Attorney Alyza Lewin, president of the Louis D. Brandeis Center for Human Rights Under Law, told Washington Jewish Week that she became involved in defending religious liberty and the right of Jews to freely live their lives, because “it was really baked into my DNA.”
As co-founder of the Lewin & Lewin law firm, she and her father, Nathan Lewin, she said that Jews are not just the inheritors of a religion, but also a people “with a shared history and shared heritage and a shared collective memory and shared ancestry,” who have right to life and fully celebrate their history.
Her work is meaningful to her because her father is a Holocaust survivor, who lost three of his grandparents during the onslaught of the 1930s and 1940s.
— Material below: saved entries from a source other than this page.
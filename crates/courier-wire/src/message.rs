//! Request and response envelopes.

use std::fmt;
use std::str::FromStr;

use serde::{Deserialize, Serialize};
use serde_json::Value;
use thiserror::Error;

/// Declared type of a single method parameter.
///
/// Descriptors are part of a method's signature: two methods with the same
/// name but different descriptor lists are distinct operations.
#[derive(Debug, Clone, Copy, PartialEq, Eq, Hash, PartialOrd, Ord, Serialize, Deserialize)]
#[serde(rename_all = "snake_case")]
pub enum ValueType {
    /// `true` or `false`.
    Bool,
    /// Signed or unsigned integer.
    Int,
    /// Floating point number.
    Float,
    /// UTF-8 string.
    String,
    /// Ordered sequence of values.
    List,
    /// String-keyed object.
    Map,
    /// Any JSON value, passed through untouched.
    Any,
}

impl ValueType {
    /// Every descriptor, in declaration order.
    pub const ALL: [Self; 7] = [
        Self::Bool,
        Self::Int,
        Self::Float,
        Self::String,
        Self::List,
        Self::Map,
        Self::Any,
    ];

    /// Canonical lowercase name used on the wire.
    #[must_use]
    pub const fn as_str(self) -> &'static str {
        match self {
            Self::Bool => "bool",
            Self::Int => "int",
            Self::Float => "float",
            Self::String => "string",
            Self::List => "list",
            Self::Map => "map",
            Self::Any => "any",
        }
    }
}

/// Raised when text names no known [`ValueType`].
#[derive(Debug, Clone, PartialEq, Eq, Error)]
#[error("unknown value type `{0}`")]
pub struct UnknownValueType(pub String);

impl FromStr for ValueType {
    type Err = UnknownValueType;

    fn from_str(text: &str) -> Result<Self, Self::Err> {
        Self::ALL
            .into_iter()
            .find(|value_type| value_type.as_str() == text)
            .ok_or_else(|| UnknownValueType(text.to_owned()))
    }
}

impl fmt::Display for ValueType {
    fn fmt(&self, formatter: &mut fmt::Formatter<'_>) -> fmt::Result {
        formatter.write_str(self.as_str())
    }
}

/// A single method invocation requested by a client.
#[derive(Debug, Clone, PartialEq, Serialize, Deserialize)]
pub struct Request {
    /// Name of the method to invoke.
    pub method: String,
    /// Declared parameter types, in call order.
    #[serde(default)]
    pub param_types: Vec<ValueType>,
    /// Argument values, in call order.
    #[serde(default)]
    pub params: Vec<Value>,
}

impl Request {
    /// Starts a request for `method` with no arguments.
    #[must_use]
    pub fn new(method: impl Into<String>) -> Self {
        Self {
            method: method.into(),
            param_types: Vec::new(),
            params: Vec::new(),
        }
    }

    /// Appends an argument together with its declared type.
    #[must_use]
    pub fn arg(mut self, value_type: ValueType, value: impl Into<Value>) -> Self {
        self.param_types.push(value_type);
        self.params.push(value.into());
        self
    }

    /// Returns `true` when every declared type has a matching value.
    #[must_use]
    pub fn is_well_formed(&self) -> bool {
        self.param_types.len() == self.params.len()
    }
}

/// Reason a request produced no result.
///
/// Only the category crosses the wire. The underlying cause stays in the
/// server log.
#[derive(Debug, Clone, Copy, PartialEq, Eq, Hash, Serialize, Deserialize)]
#[serde(rename_all = "snake_case")]
pub enum Failure {
    /// No method matches the requested name and parameter types.
    MethodNotFound,
    /// The method exists but is not exposed to remote callers.
    AccessDenied,
    /// The method ran and reported an error.
    InvocationFailed,
}

impl fmt::Display for Failure {
    fn fmt(&self, formatter: &mut fmt::Formatter<'_>) -> fmt::Result {
        let text = match self {
            Self::MethodNotFound => "method not found",
            Self::AccessDenied => "access denied",
            Self::InvocationFailed => "invocation failed",
        };
        formatter.write_str(text)
    }
}

/// Outcome of a single request.
///
/// A successful call that returns nothing is `Success { value: Value::Null }`,
/// which remains distinct from every [`Failure`].
#[derive(Debug, Clone, PartialEq, Serialize, Deserialize)]
#[serde(tag = "outcome", rename_all = "snake_case")]
pub enum Response {
    /// The method returned normally.
    Success {
        /// Return value, `null` for methods without a result.
        value: Value,
    },
    /// The method could not be resolved or failed.
    Failure {
        /// Failure category.
        failure: Failure,
    },
}

impl Response {
    /// Wraps a return value.
    #[must_use]
    pub fn success(value: impl Into<Value>) -> Self {
        Self::Success {
            value: value.into(),
        }
    }

    /// Wraps a failure marker.
    #[must_use]
    pub const fn failure(failure: Failure) -> Self {
        Self::Failure { failure }
    }

    /// Returns the value of a successful response.
    #[must_use]
    pub const fn value(&self) -> Option<&Value> {
        match self {
            Self::Success { value } => Some(value),
            Self::Failure { .. } => None,
        }
    }

    /// Returns the failure marker of an unsuccessful response.
    #[must_use]
    pub const fn failure_kind(&self) -> Option<Failure> {
        match self {
            Self::Success { .. } => None,
            Self::Failure { failure } => Some(*failure),
        }
    }

    /// Returns `true` for successful responses.
    #[must_use]
    pub const fn is_success(&self) -> bool {
        matches!(self, Self::Success { .. })
    }
}

#[cfg(test)]
mod tests {
    use serde_json::json;

    use super::*;

    #[test]
    fn request_builder_keeps_types_and_values_aligned() {
        let request = Request::new("add")
            .arg(ValueType::Int, 2)
            .arg(ValueType::Int, 3);
        assert_eq!(request.param_types, vec![ValueType::Int, ValueType::Int]);
        assert_eq!(request.params, vec![json!(2), json!(3)]);
        assert!(request.is_well_formed());
    }

    #[test]
    fn request_defaults_missing_argument_lists() {
        let request: Request =
            serde_json::from_str(r#"{"method":"count"}"#).expect("parse request");
        assert_eq!(request, Request::new("count"));
    }

    #[test]
    fn null_success_is_distinct_from_failure() {
        let empty = Response::success(Value::Null);
        assert!(empty.is_success());
        assert_eq!(empty.value(), Some(&Value::Null));
        assert_eq!(empty.failure_kind(), None);

        let failed = Response::failure(Failure::MethodNotFound);
        assert!(!failed.is_success());
        assert_eq!(failed.value(), None);
    }

    #[test]
    fn responses_serialise_with_outcome_tag() {
        let success = serde_json::to_value(Response::success("hello")).expect("serialise");
        assert_eq!(success, json!({"outcome": "success", "value": "hello"}));

        let failure =
            serde_json::to_value(Response::failure(Failure::AccessDenied)).expect("serialise");
        assert_eq!(
            failure,
            json!({"outcome": "failure", "failure": "access_denied"})
        );
    }

    #[test]
    fn value_types_use_lowercase_names() {
        let encoded = serde_json::to_string(&ValueType::String).expect("serialise");
        assert_eq!(encoded, r#""string""#);
        assert_eq!(ValueType::Map.to_string(), "map");
    }

    #[test]
    fn value_types_parse_from_their_wire_names() {
        for value_type in ValueType::ALL {
            assert_eq!(value_type.as_str().parse::<ValueType>(), Ok(value_type));
        }
        assert_eq!(
            "integer".parse::<ValueType>(),
            Err(UnknownValueType("integer".to_owned()))
        );
    }
}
Alyza Lewin recognized that it was a “bit of a miracle” that she was born in the United States and afforded its opportunities. “Together with gratitude, I’ve always felt a tremendous sense of responsibility. I have watched and learned from my parents. I was raised to feel that if I’m blessed with opportunity, with skills and talents, then I want to be able to use those in some way to help support the Jewish people.”
Reflecting on the 28 cases her father has argued before the U.S. Supreme Court, and her own arguments there, she said that her experience of losing a case before the high court taught her valuable lessons. It taught her, she said, to 1) push herself outside of her comfort zone, 2) never give up, 3) always have faith. With these lessons, she said, she and her father persisted in pursuing cases that while there may have been initial defeat in court, they were ultimately crowned with significant changes in government policy.
The two examples she cited were: President Trump’s decision to move the U.S. embassy to Jerusalem, and U.S. Ambassador David Friedman’s issuance of a U.S. passport listing Israel as the birthplace of an American citizen born in Jerusalem.
Concerning the U.S. passport case, she said, “This case taught me that in our lifetime, we only see and witness a very small moment of time. If we are fortunate enough, we will live long enough to see the arc of history bend so that we’ll be able to understand that what in the moment may have appeared as defeat — is really the beginning of victory.”